As many of my readers probably know, I’m currently doing some focused research interviews to learn more about the process of passing stock epinephrine legislation in the United States. Right now, I’m at the end of a reflective and productive weekend for this part of my research. I’m excited to sit down and write for a few minutes to share with you some of my initial ideas.
In my dissertation, I’m tentatively situating the stock epinephrine efforts within a larger framework borrowed from disability studies. Disability studies scholars argue that diseases or physical or mental differences don’t make a person disabled; insensitive, unsupportive, and discriminatory responses to disease and difference from others in society make a feature of an individual disabling. This shift from understanding disability as an intrinsic aspect of a person or medical condition to thinking about it as a problem with society’s response to the disease or person is a classic example of “social construction” thinking in the social sciences. In short, without society functioning in a way that treats something as a problem, the “problem” wouldn’t exist.
This attitude is embedded in how many people talk about living with food allergies. I see the stock epinephrine movement in particular as acting out, so to speak, this key lesson about disability. Since a cure doesn’t exist for food allergies – since the body of the person with the disease can’t just be “corrected” once and for all – it’s up to the person, their medical providers, and other supporters and community members to manage the condition together each and every day. As those of you familiar with food allergies know, this takes a tremendous amount of education, the development of some specialized cooking and cleaning skills, and knowledge about and comfort with using epinephrine auto-injectors.
In short, keeping someone safe with food allergies today consists largely of adjusting the social environment.
The social environment in public environments like schools, however, is often not finely tuned to the needs of someone with food allergies. What stock epinephrine bills do, in the language of this framework I’m developing, is put legal structures in place to make the social environment more equipped to handle the needs of people with food allergies. Providing epinephrine auto-injectors in public places, training key individuals in their use, and removing liability from those who prescribe and administer them nudge things enough that it becomes conceivable to hold people other than the patient (and their parents) accountable for staying safe with food allergies.
Of course, this isn’t news to anyone involved on the ground. But I don’t think any scholars in my fields have connected the dots between disability, activism, legislation, and medical care in quite this way before. In fact, disability studies frameworks for thinking about bodily dysfunction and how it affects social life are, surprisingly, largely absent from medical anthropology in particular. (The exception is the work of Rayna Rapp and Faye Ginsburg, who work together to study children with disabilities in the US, often drawing on the disability studies framework I outlined above. Rapp’s book Testing Women, Testing the Fetus develops these themes as well.) Scholars often jump straight to proposing a cause for why bodily conditions exist in the first place: economic transformations, historical racial and ethnic inequalities, the ravages of war. The everyday struggles and local victories like passing state-level legislation are, in a way, too ordinary and small for much contemporary anthropological theory to make sense of.

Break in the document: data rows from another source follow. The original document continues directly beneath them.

//! The decision state machine. One `tick` consumes a frozen Snapshot,
//! reconciles bookkeeping (barrier, ledger, fee estimators), then dispatches
//! on the controller state. All time comes from `snapshot.now`; the FSM never
//! samples a clock, so scripted snapshots drive it deterministically.

use rust_decimal::Decimal;
use tracing::{debug, info, warn};

use crate::adapter::PoolDomainAdapter;
use crate::barrier::{refresh_backoff, BalanceSyncBarrier};
use crate::config::ControllerConfig;
use crate::controller::actions::ActionFactory;
use crate::controller::context::{ControllerContext, ControllerState};
use crate::cost_filter::CostFilter;
use crate::exit_policy::ExitPolicy;
use crate::planner::{OpenPlanner, OpenProposal, ProposalError};
use crate::policy::PoolPolicy;
use crate::rebalance::RebalanceEngine;
use crate::types::{
    Action, Decision, Intent, IntentFlow, IntentStage, LPView, LpState, Snapshot, SwapPurpose,
    SwapView, TradeSide,
};

/// A pending swap is assumed in flight for this long before the controller
/// falls back to the purpose-and-recency lookup.
const PENDING_SWAP_GRACE_SEC: f64 = 30.0;

enum SwapPhase {
    Entry,
    Rebalance,
}

impl SwapPhase {
    fn flow(&self) -> IntentFlow {
        match self {
            SwapPhase::Entry => IntentFlow::Entry,
            SwapPhase::Rebalance => IntentFlow::Rebalance,
        }
    }

    fn prefix(&self) -> &'static str {
        match self {
            SwapPhase::Entry => "entry",
            SwapPhase::Rebalance => "rebalance",
        }
    }

    fn next_state(&self) -> ControllerState {
        match self {
            SwapPhase::Entry => ControllerState::EntryOpen,
            SwapPhase::Rebalance => ControllerState::RebalanceOpen,
        }
    }
}

pub struct Controller {
    config: ControllerConfig,
    policy: PoolPolicy,
    planner: OpenPlanner,
    exit_policy: ExitPolicy,
    rebalance_engine: RebalanceEngine,
    action_factory: ActionFactory,
}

I will admit, this way of thinking about disability is not the most cutting edge theory. It’s been around for a couple decades at this point. Social construction theories are out of favor in my corner of academia (STS and anthropology of medicine) because they often make it difficult to account for historical factors or to build a platform for social change. But it does provide a powerful starting point for understanding how biological difference varies according to social context. In the case of stock epinephrine bills, an appreciation of the power of society to shape the experience one has with a disease has, in fact, turned out to be an invaluable resource for changing social obligations through legislation. The end point is improving life for children (and, increasingly, adult) with food allergies in this country.